Task goal:
In this exercise, return each entry exactly as given.

Recorded data:
use std::fs;

fn main() {
    // 读取 VERSION 文件
    let version = fs::read_to_string("VERSION")
        .expect("Failed to read VERSION file")
        .trim()
        .to_string();

    // 设置环境变量，供编译时使用
    println!("cargo:rustc-env=APP_VERSION={}", version);

    // 当 VERSION 文件变更时重新运行 build.rs
    println!("cargo:rerun-if-changed=VERSION");

    // 嵌入构建需要在资源树变化时重新编译
    if std::env::var_os("CARGO_FEATURE_EMBED").is_some() {
        println!("cargo:rerun-if-changed=skills");
        println!("cargo:rerun-if-changed=agents");
    }
}
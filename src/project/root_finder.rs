//! 项目根目录查找
//!
//! 支持多种场景：
//! - 向上遍历父目录查找 .belmont
//! - Git superproject（submodule 的父项目）
//! - Git 仓库根目录

use crate::utils::git::{get_git_root, get_git_superproject_root};
use std::path::{Path, PathBuf};

/// 项目级 belmont 目录名
pub const BELMONT_DIR: &str = ".belmont";

const MAX_DEPTH: usize = 10;

/// 查找项目根目录
///
/// 搜索顺序：
/// 1. 从 `start` 向上遍历（最多 10 层），找到包含 .belmont 的目录
/// 2. Git superproject（submodule 的父项目）
/// 3. Git 仓库根目录
///
/// # Returns
///
/// 返回项目根目录，如果找不到返回 None
pub fn find_project_root(start: &Path) -> Option<PathBuf> {
    // 方法1: 向上遍历
    let mut current = Some(start);
    for _ in 0..MAX_DEPTH {
        let Some(dir) = current else { break };
        if dir.join(BELMONT_DIR).is_dir() {
            return Some(dir.to_path_buf());
        }
        current = dir.parent();
    }

    // 方法2: git superproject
    if let Some(super_root) = get_git_superproject_root(Some(start)) {
        return Some(super_root);
    }

    // 方法3: git 仓库根目录
    get_git_root(Some(start)).ok()
}

/// 查找项目根目录，失败时返回 `start`
pub fn find_project_root_or(start: &Path) -> PathBuf {
    find_project_root(start).unwrap_or_else(|| start.to_path_buf())
}
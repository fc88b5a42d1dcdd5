//! 目标工具及其目录布局

use std::fmt;
use std::str::FromStr;

use serde::{Deserialize, Serialize};

use crate::assets::AssetTree;

/// 安装到工具目录下的命名空间
pub const NAMESPACE: &str = "belmont";

/// 支持的 AI 编码工具
#[derive(Debug, Clone, Copy, PartialEq, Eq, PartialOrd, Ord, Hash, Serialize, Deserialize)]
#[serde(rename_all = "lowercase")]
pub enum Tool {
    Claude,
    Codex,
    Cursor,
    Gemini,
}

impl Tool {
    pub const ALL: [Tool; 4] = [Tool::Claude, Tool::Codex, Tool::Cursor, Tool::Gemini];

    pub fn as_str(self) -> &'static str {
        match self {
            Tool::Claude => "claude",
            Tool::Codex => "codex",
            Tool::Cursor => "cursor",
            Tool::Gemini => "gemini",
        }
    }

    /// 工具的配置目录（相对项目根目录或 home）
    pub fn dir_name(self) -> &'static str {
        match self {
            Tool::Claude => ".claude",
            Tool::Codex => ".codex",
            Tool::Cursor => ".cursor",
            Tool::Gemini => ".gemini",
        }
    }

    /// 资源在安装根目录下的相对路径：`<tool dir>/<tree>/belmont/<asset>`
    pub fn install_key(self, tree: AssetTree, asset: &str) -> String {
        format!("{}/{}/{}/{}", self.dir_name(), tree, NAMESPACE, asset)
    }

    /// 解析工具列表：空列表默认 claude，`all` 展开为全部工具
    pub fn resolve(names: &[String]) -> Result<Vec<Tool>, String> {
        if names.is_empty() {
            return Ok(vec![Tool::Claude]);
        }

        let mut tools = Vec::new();
        for name in names.iter().flat_map(|n| n.split(',')) {
            let name = name.trim();
            if name.is_empty() {
                continue;
            }
            if name.eq_ignore_ascii_case("all") {
                tools.extend(Tool::ALL);
            } else {
                tools.push(name.parse()?);
            }
        }

        tools.sort();
        tools.dedup();
        if tools.is_empty() {
            return Err("no tools selected".to_string());
        }
        Ok(tools)
    }
}

impl fmt::Display for Tool {
    fn fmt(&self, f: &mut fmt::Formatter<'_>) -> fmt::Result {
        f.write_str(self.as_str())
    }
}

impl FromStr for Tool {
    type Err = String;

    fn from_str(s: &str) -> Result<Self, Self::Err> {
        Tool::ALL
            .into_iter()
            .find(|tool| tool.as_str().eq_ignore_ascii_case(s))
            .ok_or_else(|| {
                format!(
                    "unknown tool '{}' (expected one of: claude, codex, cursor, gemini, all)",
                    s
                )
            })
    }
}
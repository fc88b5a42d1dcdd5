// Belmont - Library Root
//
// 分发 skills 与 agents 资源：嵌入二进制或从本地源目录读取

pub mod assets;
pub mod cli;
pub mod error;
pub mod install;
pub mod project;
pub mod utils;

// 重新导出常用类型
pub use assets::{resolve_provider, AssetProvider, AssetTree, SourceOptions, HAS_EMBEDDED_FILES};
pub use error::AssetError;
pub use install::{install, InstallOptions, Tool};
pub use project::find_project_root;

Answer:
use std::fs;

fn main() {
    // 读取 VERSION 文件
    let version = fs::read_to_string("VERSION")
        .expect("Failed to read VERSION file")
        .trim()
        .to_string();

    // 设置环境变量，供编译时使用
    println!("cargo:rustc-env=APP_VERSION={}", version);

    // 当 VERSION 文件变更时重新运行 build.rs
    println!("cargo:rerun-if-changed=VERSION");

    // 嵌入构建需要在资源树变化时重新编译
    if std::env::var_os("CARGO_FEATURE_EMBED").is_some() {
        println!("cargo:rerun-if-changed=skills");
        println!("cargo:rerun-if-changed=agents");
    }
}
filename src/project/root_finder.rs
//! 项目根目录查找
//!
//! 支持多种场景：
//! - 向上遍历父目录查找 .belmont
//! - Git superproject（submodule 的父项目）
//! - Git 仓库根目录

use crate::utils::git::{get_git_root, get_git_superproject_root};
use std::path::{Path, PathBuf};

/// 项目级 belmont 目录名
pub const BELMONT_DIR: &str = ".belmont";

const MAX_DEPTH: usize = 10;

/// 查找项目根目录
///
/// 搜索顺序：
/// 1. 从 `start` 向上遍历（最多 10 层），找到包含 .belmont 的目录
/// 2. Git superproject（submodule 的父项目）
/// 3. Git 仓库根目录
///
/// # Returns
///
/// 返回项目根目录，如果找不到返回 None
pub fn find_project_root(start: &Path) -> Option<PathBuf> {
    // 方法1: 向上遍历
    let mut current = Some(start);
    for _ in 0..MAX_DEPTH {
        let Some(dir) = current else { break };
        if dir.join(BELMONT_DIR).is_dir() {
            return Some(dir.to_path_buf());
        }
        current = dir.parent();
    }

    // 方法2: git superproject
    if let Some(super_root) = get_git_superproject_root(Some(start)) {
        return Some(super_root);
    }

    // 方法3: git 仓库根目录
    get_git_root(Some(start)).ok()
}

/// 查找项目根目录，失败时返回 `start`
pub fn find_project_root_or(start: &Path) -> PathBuf {
    find_project_root(start).unwrap_or_else(|| start.to_path_buf())
}
repository fc88b5a42d1dcdd5
//! 目标工具及其目录布局

use std::fmt;
use std::str::FromStr;

use serde::{Deserialize, Serialize};

use crate::assets::AssetTree;

/// 安装到工具目录下的命名空间
pub const NAMESPACE: &str = "belmont";

/// 支持的 AI 编码工具
#[derive(Debug, Clone, Copy, PartialEq, Eq, PartialOrd, Ord, Hash, Serialize, Deserialize)]
#[serde(rename_all = "lowercase")]
pub enum Tool {
    Claude,
    Codex,
    Cursor,
    Gemini,
}

impl Tool {
    pub const ALL: [Tool; 4] = [Tool::Claude, Tool::Codex, Tool::Cursor, Tool::Gemini];

    pub fn as_str(self) -> &'static str {
        match self {
            Tool::Claude => "claude",
            Tool::Codex => "codex",
            Tool::Cursor => "cursor",
            Tool::Gemini => "gemini",
        }
    }

    /// 工具的配置目录（相对项目根目录或 home）
    pub fn dir_name(self) -> &'static str {
        match self {
            Tool::Claude => ".claude",
            Tool::Codex => ".codex",
            Tool::Cursor => ".cursor",
            Tool::Gemini => ".gemini",
        }
    }

    /// 资源在安装根目录下的相对路径：`<tool dir>/<tree>/belmont/<asset>`
    pub fn install_key(self, tree: AssetTree, asset: &str) -> String {
        format!("{}/{}/{}/{}", self.dir_name(), tree, NAMESPACE, asset)
    }

    /// 解析工具列表：空列表默认 claude，`all` 展开为全部工具
    pub fn resolve(names: &[String]) -> Result<Vec<Tool>, String> {
        if names.is_empty() {
            return Ok(vec![Tool::Claude]);
        }

        let mut tools = Vec::new();
        for name in names.iter().flat_map(|n| n.split(',')) {
            let name = name.trim();
            if name.is_empty() {
                continue;
            }
            if name.eq_ignore_ascii_case("all") {
                tools.extend(Tool::ALL);
            } else {
                tools.push(name.parse()?);
            }
        }

        tools.sort();
        tools.dedup();
        if tools.is_empty() {
            return Err("no tools selected".to_string());
        }
        Ok(tools)
    }
}

impl fmt::Display for Tool {
    fn fmt(&self, f: &mut fmt::Formatter<'_>) -> fmt::Result {
        f.write_str(self.as_str())
    }
}

impl FromStr for Tool {
    type Err = String;

    fn from_str(s: &str) -> Result<Self, Self::Err> {
        Tool::ALL
            .into_iter()
            .find(|tool| tool.as_str().eq_ignore_ascii_case(s))
            .ok_or_else(|| {
                format!(
                    "unknown tool '{}' (expected one of: claude, codex, cursor, gemini, all)",
                    s
                )
            })
    }
}
repository fc88b5a42d1dcdd5
// Belmont - Library Root
//
// 分发 skills 与 agents 资源：嵌入二进制或从本地源目录读取

pub mod assets;
pub mod cli;
pub mod error;
pub mod install;
pub mod project;
pub mod utils;

// 重新导出常用类型
pub use assets::{resolve_provider, AssetProvider, AssetTree, SourceOptions, HAS_EMBEDDED_FILES};
pub use error::AssetError;
pub use install::{install, InstallOptions, Tool};
pub use project::find_project_root;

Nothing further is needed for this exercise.